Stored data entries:
>>>

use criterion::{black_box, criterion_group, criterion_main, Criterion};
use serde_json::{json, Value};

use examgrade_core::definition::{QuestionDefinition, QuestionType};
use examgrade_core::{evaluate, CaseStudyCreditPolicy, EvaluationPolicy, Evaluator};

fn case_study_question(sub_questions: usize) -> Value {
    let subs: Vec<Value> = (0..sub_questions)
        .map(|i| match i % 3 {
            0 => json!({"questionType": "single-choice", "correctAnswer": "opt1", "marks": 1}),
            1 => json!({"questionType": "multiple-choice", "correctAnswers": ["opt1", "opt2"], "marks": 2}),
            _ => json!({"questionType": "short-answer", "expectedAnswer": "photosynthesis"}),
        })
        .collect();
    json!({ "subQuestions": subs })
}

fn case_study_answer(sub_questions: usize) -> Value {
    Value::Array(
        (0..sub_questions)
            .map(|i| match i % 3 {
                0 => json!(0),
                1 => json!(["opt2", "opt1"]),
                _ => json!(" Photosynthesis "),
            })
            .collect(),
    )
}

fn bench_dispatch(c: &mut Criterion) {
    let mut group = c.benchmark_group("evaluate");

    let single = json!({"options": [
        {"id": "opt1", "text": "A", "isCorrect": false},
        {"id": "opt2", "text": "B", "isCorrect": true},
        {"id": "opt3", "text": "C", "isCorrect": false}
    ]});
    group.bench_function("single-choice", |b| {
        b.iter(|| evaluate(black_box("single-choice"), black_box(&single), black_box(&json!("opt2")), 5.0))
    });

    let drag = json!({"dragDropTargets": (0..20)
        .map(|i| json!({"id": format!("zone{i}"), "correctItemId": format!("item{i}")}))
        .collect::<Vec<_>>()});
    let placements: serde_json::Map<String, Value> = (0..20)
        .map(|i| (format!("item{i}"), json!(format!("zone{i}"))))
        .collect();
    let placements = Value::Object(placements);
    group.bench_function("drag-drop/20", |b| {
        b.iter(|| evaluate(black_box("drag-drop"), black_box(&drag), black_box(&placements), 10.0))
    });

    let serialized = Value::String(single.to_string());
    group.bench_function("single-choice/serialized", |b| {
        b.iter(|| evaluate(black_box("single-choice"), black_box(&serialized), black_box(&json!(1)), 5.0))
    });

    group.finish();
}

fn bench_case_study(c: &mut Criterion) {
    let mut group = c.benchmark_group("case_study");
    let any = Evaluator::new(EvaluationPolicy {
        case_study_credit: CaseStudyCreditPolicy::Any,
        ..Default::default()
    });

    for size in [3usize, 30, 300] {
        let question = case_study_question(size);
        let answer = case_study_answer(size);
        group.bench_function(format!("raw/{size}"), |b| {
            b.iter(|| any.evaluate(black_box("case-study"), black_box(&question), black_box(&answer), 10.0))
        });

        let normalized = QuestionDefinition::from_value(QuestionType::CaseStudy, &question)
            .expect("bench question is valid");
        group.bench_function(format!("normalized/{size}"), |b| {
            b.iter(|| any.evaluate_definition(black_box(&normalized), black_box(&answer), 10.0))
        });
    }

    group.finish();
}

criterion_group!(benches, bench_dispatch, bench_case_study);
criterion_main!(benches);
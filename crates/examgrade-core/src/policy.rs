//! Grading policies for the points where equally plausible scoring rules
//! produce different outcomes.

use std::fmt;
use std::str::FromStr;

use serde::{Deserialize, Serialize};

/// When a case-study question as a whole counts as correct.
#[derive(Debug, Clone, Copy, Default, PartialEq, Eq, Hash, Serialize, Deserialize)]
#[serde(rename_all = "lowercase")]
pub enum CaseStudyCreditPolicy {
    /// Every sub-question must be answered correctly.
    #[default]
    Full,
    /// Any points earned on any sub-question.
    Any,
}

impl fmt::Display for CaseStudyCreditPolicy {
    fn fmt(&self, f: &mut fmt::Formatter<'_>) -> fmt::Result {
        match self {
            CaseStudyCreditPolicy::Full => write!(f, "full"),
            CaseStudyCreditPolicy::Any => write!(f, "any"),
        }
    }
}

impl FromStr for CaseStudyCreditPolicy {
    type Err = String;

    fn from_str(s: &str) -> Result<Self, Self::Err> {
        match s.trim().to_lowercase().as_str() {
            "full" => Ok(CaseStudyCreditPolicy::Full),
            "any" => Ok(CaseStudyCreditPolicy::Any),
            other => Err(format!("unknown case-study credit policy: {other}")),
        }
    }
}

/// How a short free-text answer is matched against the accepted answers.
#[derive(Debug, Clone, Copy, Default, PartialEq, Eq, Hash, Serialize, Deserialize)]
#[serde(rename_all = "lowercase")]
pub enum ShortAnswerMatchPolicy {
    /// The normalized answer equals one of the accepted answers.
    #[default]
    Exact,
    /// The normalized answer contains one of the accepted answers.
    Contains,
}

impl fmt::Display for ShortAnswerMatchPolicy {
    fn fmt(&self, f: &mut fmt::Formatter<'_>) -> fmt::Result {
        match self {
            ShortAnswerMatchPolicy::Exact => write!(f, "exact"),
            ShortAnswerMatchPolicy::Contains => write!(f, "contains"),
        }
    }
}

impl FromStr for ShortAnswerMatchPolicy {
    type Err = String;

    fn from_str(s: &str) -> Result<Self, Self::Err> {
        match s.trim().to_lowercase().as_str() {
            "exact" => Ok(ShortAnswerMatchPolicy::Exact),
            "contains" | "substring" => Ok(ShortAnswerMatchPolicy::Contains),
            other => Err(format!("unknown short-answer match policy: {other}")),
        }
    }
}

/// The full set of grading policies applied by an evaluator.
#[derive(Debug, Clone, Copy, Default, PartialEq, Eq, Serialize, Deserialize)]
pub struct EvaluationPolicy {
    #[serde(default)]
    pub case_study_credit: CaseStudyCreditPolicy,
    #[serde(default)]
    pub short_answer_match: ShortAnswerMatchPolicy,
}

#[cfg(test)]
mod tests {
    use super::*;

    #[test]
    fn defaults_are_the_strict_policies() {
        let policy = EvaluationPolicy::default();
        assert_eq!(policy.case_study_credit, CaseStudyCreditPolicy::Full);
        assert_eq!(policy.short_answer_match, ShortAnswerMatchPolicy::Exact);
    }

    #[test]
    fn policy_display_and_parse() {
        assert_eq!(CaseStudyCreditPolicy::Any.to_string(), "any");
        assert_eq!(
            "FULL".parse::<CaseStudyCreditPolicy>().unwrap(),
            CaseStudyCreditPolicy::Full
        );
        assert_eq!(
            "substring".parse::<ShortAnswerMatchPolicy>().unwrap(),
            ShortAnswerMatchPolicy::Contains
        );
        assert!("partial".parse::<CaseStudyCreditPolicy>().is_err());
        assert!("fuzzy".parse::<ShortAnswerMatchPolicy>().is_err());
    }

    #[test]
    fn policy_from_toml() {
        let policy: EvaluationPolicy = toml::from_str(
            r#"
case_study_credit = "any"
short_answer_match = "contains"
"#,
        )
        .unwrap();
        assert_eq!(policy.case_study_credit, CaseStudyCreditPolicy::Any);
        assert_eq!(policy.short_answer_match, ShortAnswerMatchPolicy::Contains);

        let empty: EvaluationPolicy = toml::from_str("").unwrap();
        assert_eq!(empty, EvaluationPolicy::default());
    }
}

<<<

Every record must appear in the answer exactly as it appears above.

use criterion::{black_box, criterion_group, criterion_main, Criterion};
use serde_json::{json, Value};

use examgrade_core::definition::{QuestionDefinition, QuestionType};
use examgrade_core::{evaluate, CaseStudyCreditPolicy, EvaluationPolicy, Evaluator};

fn case_study_question(sub_questions: usize) -> Value {
    let subs: Vec<Value> = (0..sub_questions)
        .map(|i| match i % 3 {
            0 => json!({"questionType": "single-choice", "correctAnswer": "opt1", "marks": 1}),
            1 => json!({"questionType": "multiple-choice", "correctAnswers": ["opt1", "opt2"], "marks": 2}),
            _ => json!({"questionType": "short-answer", "expectedAnswer": "photosynthesis"}),
        })
        .collect();
    json!({ "subQuestions": subs })
}

fn case_study_answer(sub_questions: usize) -> Value {
    Value::Array(
        (0..sub_questions)
            .map(|i| match i % 3 {
                0 => json!(0),
                1 => json!(["opt2", "opt1"]),
                _ => json!(" Photosynthesis "),
            })
            .collect(),
    )
}

fn bench_dispatch(c: &mut Criterion) {
    let mut group = c.benchmark_group("evaluate");

    let single = json!({"options": [
        {"id": "opt1", "text": "A", "isCorrect": false},
        {"id": "opt2", "text": "B", "isCorrect": true},
        {"id": "opt3", "text": "C", "isCorrect": false}
    ]});
    group.bench_function("single-choice", |b| {
        b.iter(|| evaluate(black_box("single-choice"), black_box(&single), black_box(&json!("opt2")), 5.0))
    });

    let drag = json!({"dragDropTargets": (0..20)
        .map(|i| json!({"id": format!("zone{i}"), "correctItemId": format!("item{i}")}))
        .collect::<Vec<_>>()});
    let placements: serde_json::Map<String, Value> = (0..20)
        .map(|i| (format!("item{i}"), json!(format!("zone{i}"))))
        .collect();
    let placements = Value::Object(placements);
    group.bench_function("drag-drop/20", |b| {
        b.iter(|| evaluate(black_box("drag-drop"), black_box(&drag), black_box(&placements), 10.0))
    });

    let serialized = Value::String(single.to_string());
    group.bench_function("single-choice/serialized", |b| {
        b.iter(|| evaluate(black_box("single-choice"), black_box(&serialized), black_box(&json!(1)), 5.0))
    });

    group.finish();
}

fn bench_case_study(c: &mut Criterion) {
    let mut group = c.benchmark_group("case_study");
    let any = Evaluator::new(EvaluationPolicy {
        case_study_credit: CaseStudyCreditPolicy::Any,
        ..Default::default()
    });

    for size in [3usize, 30, 300] {
        let question = case_study_question(size);
        let answer = case_study_answer(size);
        group.bench_function(format!("raw/{size}"), |b| {
            b.iter(|| any.evaluate(black_box("case-study"), black_box(&question), black_box(&answer), 10.0))
        });

        let normalized = QuestionDefinition::from_value(QuestionType::CaseStudy, &question)
            .expect("bench question is valid");
        group.bench_function(format!("normalized/{size}"), |b| {
            b.iter(|| any.evaluate_definition(black_box(&normalized), black_box(&answer), 10.0))
        });
    }

    group.finish();
}

criterion_group!(benches, bench_dispatch, bench_case_study);
criterion_main!(benches);
filename crates/examgrade-core/src/policy.rs
//! Grading policies for the points where equally plausible scoring rules
//! produce different outcomes.

use std::fmt;
use std::str::FromStr;

use serde::{Deserialize, Serialize};

/// When a case-study question as a whole counts as correct.
#[derive(Debug, Clone, Copy, Default, PartialEq, Eq, Hash, Serialize, Deserialize)]
#[serde(rename_all = "lowercase")]
pub enum CaseStudyCreditPolicy {
    /// Every sub-question must be answered correctly.
    #[default]
    Full,
    /// Any points earned on any sub-question.
    Any,
}

impl fmt::Display for CaseStudyCreditPolicy {
    fn fmt(&self, f: &mut fmt::Formatter<'_>) -> fmt::Result {
        match self {
            CaseStudyCreditPolicy::Full => write!(f, "full"),
            CaseStudyCreditPolicy::Any => write!(f, "any"),
        }
    }
}

impl FromStr for CaseStudyCreditPolicy {
    type Err = String;

    fn from_str(s: &str) -> Result<Self, Self::Err> {
        match s.trim().to_lowercase().as_str() {
            "full" => Ok(CaseStudyCreditPolicy::Full),
            "any" => Ok(CaseStudyCreditPolicy::Any),
            other => Err(format!("unknown case-study credit policy: {other}")),
        }
    }
}

/// How a short free-text answer is matched against the accepted answers.
#[derive(Debug, Clone, Copy, Default, PartialEq, Eq, Hash, Serialize, Deserialize)]
#[serde(rename_all = "lowercase")]
pub enum ShortAnswerMatchPolicy {
    /// The normalized answer equals one of the accepted answers.
    #[default]
    Exact,
    /// The normalized answer contains one of the accepted answers.
    Contains,
}

impl fmt::Display for ShortAnswerMatchPolicy {
    fn fmt(&self, f: &mut fmt::Formatter<'_>) -> fmt::Result {
        match self {
            ShortAnswerMatchPolicy::Exact => write!(f, "exact"),
            ShortAnswerMatchPolicy::Contains => write!(f, "contains"),
        }
    }
}

impl FromStr for ShortAnswerMatchPolicy {
    type Err = String;

    fn from_str(s: &str) -> Result<Self, Self::Err> {
        match s.trim().to_lowercase().as_str() {
            "exact" => Ok(ShortAnswerMatchPolicy::Exact),
            "contains" | "substring" => Ok(ShortAnswerMatchPolicy::Contains),
            other => Err(format!("unknown short-answer match policy: {other}")),
        }
    }
}

/// The full set of grading policies applied by an evaluator.
#[derive(Debug, Clone, Copy, Default, PartialEq, Eq, Serialize, Deserialize)]
pub struct EvaluationPolicy {
    #[serde(default)]
    pub case_study_credit: CaseStudyCreditPolicy,
    #[serde(default)]
    pub short_answer_match: ShortAnswerMatchPolicy,
}

#[cfg(test)]
mod tests {
    use super::*;

    #[test]
    fn defaults_are_the_strict_policies() {
        let policy = EvaluationPolicy::default();
        assert_eq!(policy.case_study_credit, CaseStudyCreditPolicy::Full);
        assert_eq!(policy.short_answer_match, ShortAnswerMatchPolicy::Exact);
    }

    #[test]
    fn policy_display_and_parse() {
        assert_eq!(CaseStudyCreditPolicy::Any.to_string(), "any");
        assert_eq!(
            "FULL".parse::<CaseStudyCreditPolicy>().unwrap(),
            CaseStudyCreditPolicy::Full
        );
        assert_eq!(
            "substring".parse::<ShortAnswerMatchPolicy>().unwrap(),
            ShortAnswerMatchPolicy::Contains
        );
        assert!("partial".parse::<CaseStudyCreditPolicy>().is_err());
        assert!("fuzzy".parse::<ShortAnswerMatchPolicy>().is_err());
    }

    #[test]
    fn policy_from_toml() {
        let policy: EvaluationPolicy = toml::from_str(
            r#"
case_study_credit = "any"
short_answer_match = "contains"
"#,
        )
        .unwrap();
        assert_eq!(policy.case_study_credit, CaseStudyCreditPolicy::Any);
        assert_eq!(policy.short_answer_match, ShortAnswerMatchPolicy::Contains);

        let empty: EvaluationPolicy = toml::from_str("").unwrap();
        assert_eq!(empty, EvaluationPolicy::default());
    }
}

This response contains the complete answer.